May 17, 2006
Last Chromosome in Human Genome Sequenced
By Patricia Reaney
LONDON -- Scientists have reached a landmark point in one of the world's most important scientific projects by sequencing the last chromosome in the Human Genome, the so-called "book of life."
It is packed with 3,141 genes and linked to 350 illnesses including cancer, Alzheimer's and Parkinson's disease.
"This achievement effectively closes the book on an important volume of the Human Genome Project," said Dr Simon Gregory who headed the sequencing project at the Sanger Institute in England.
The project was started in 1990 to identify the genes and DNA sequences that provide a blueprint for human beings.
Chromosome 1 is the biggest and contains, per chromosome, the greatest number of genes.
"Therefore it is the region of the genome to which the greatest number of diseases have been localized," added Gregory, from Duke University in the United States.
The sequence of chromosome 1, which is published online by the journal Nature, took a team of 150 British and American scientists 10 years to complete.
Researchers around the world will be able to mine the data to improve diagnostics and treatments for cancers, autism, mental disorders and other illnesses.
Chromosomes, which are found in the nucleus of a cell, are thread-like structures that contain genes which determine the characteristics of an individual.
The human genome has an estimated 20,000 to 25,000 genes. The sequencing of chromosome 1 has led to the identification of more than 1,000 new genes.
"We are moving into the next phase which will be working out what the genes do and how they interact," Gregory told Reuters.
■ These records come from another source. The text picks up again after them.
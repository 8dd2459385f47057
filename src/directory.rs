//! Read-only lookups against the rest of the studio business. The scheduling
//! core trusts coach and location ids as given; the serving layer uses this
//! seam to pre-validate admin commands before they reach the engine.

use async_trait::async_trait;
use dashmap::DashMap;
use ulid::Ulid;

#[derive(Debug, Clone, PartialEq, Eq)]
pub struct LocationInfo {
    pub id: Ulid,
    pub name: String,
    /// IANA zone name, consumed by schedule tooling upstream of the engine.
    pub time_zone: String,
}

#[async_trait]
pub trait Directory: Send + Sync {
    /// `None` when the coach is unknown.
    async fn coach_active(&self, coach_id: Ulid) -> Option<bool>;

    async fn location(&self, location_id: Ulid) -> Option<LocationInfo>;
}

/// In-memory directory, fed by admin commands.
#[derive(Default)]
pub struct StaticDirectory {
    coaches: DashMap<Ulid, bool>,
    locations: DashMap<Ulid, LocationInfo>,
}

impl StaticDirectory {
    pub fn new() -> Self {
        Self::default()
    }

    pub fn upsert_coach(&self, coach_id: Ulid, active: bool) {
        self.coaches.insert(coach_id, active);
    }

    pub fn upsert_location(&self, info: LocationInfo) {
        self.locations.insert(info.id, info);
    }
}

#[async_trait]
impl Directory for StaticDirectory {
    async fn coach_active(&self, coach_id: Ulid) -> Option<bool> {
        self.coaches.get(&coach_id).map(|e| *e.value())
    }

    async fn location(&self, location_id: Ulid) -> Option<LocationInfo> {
        self.locations.get(&location_id).map(|e| e.value().clone())
    }
}

#[cfg(test)]
mod tests {
    use super::*;

    #[tokio::test]
    async fn coach_lookup() {
        let dir = StaticDirectory::new();
        let coach = Ulid::new();
        assert_eq!(dir.coach_active(coach).await, None);

        dir.upsert_coach(coach, true);
        assert_eq!(dir.coach_active(coach).await, Some(true));

        dir.upsert_coach(coach, false);
        assert_eq!(dir.coach_active(coach).await, Some(false));
    }

    #[tokio::test]
    async fn location_lookup() {
        let dir = StaticDirectory::new();
        let loc = LocationInfo {
            id: Ulid::new(),
            name: "Downtown".into(),
            time_zone: "America/New_York".into(),
        };
        dir.upsert_location(loc.clone());
        assert_eq!(dir.location(loc.id).await, Some(loc));
        assert_eq!(dir.location(Ulid::new()).await, None);
    }
}
use super::Observer;
use crate::ReserveError;

/// Inserting end of a deque.
///
/// Pushes never report that the deque is full. The buffer grows instead,
/// and the only possible error is failure to grow.
pub trait Producer: Observer {
    /// Appends an item to the back.
    fn push_back(&mut self, item: Self::Item) -> Result<(), ReserveError>;

    /// Prepends an item to the front.
    fn push_front(&mut self, item: Self::Item) -> Result<(), ReserveError>;

    /// Appends all items from an iterator to the back.
    ///
    /// Returns count of items been appended.
    /// Stops at the first failure, items pushed before it remain in the deque.
    fn push_iter<I: IntoIterator<Item = Self::Item>>(&mut self, iter: I) -> Result<usize, ReserveError> {
        let mut count = 0;
        for item in iter {
            self.push_back(item)?;
            count += 1;
        }
        Ok(count)
    }
}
The genetic map of chromosome 1 has already been used to identify a gene for a common form of cleft lip and palate. It will also improve understanding of what processes lead to genetic diversity in populations, according to Gregory.
Each chromosome is made up of a molecule of DNA in the shape of a double helix which is composed of four chemical bases represented by the letters A (adenine), T (thymine), G (guanine) and C (cytosine). The arrangement, or sequence, of the letters determines the cell's genetic code.
The scientists also identified 4,500 new SNPs -- single nucleotide polymorphisms -- which are the variations in human DNA that make people unique.
SNPs contain clues about why some people are susceptible to diseases like cancer or malaria, the best way to diagnose and treat them and how they will respond to drugs.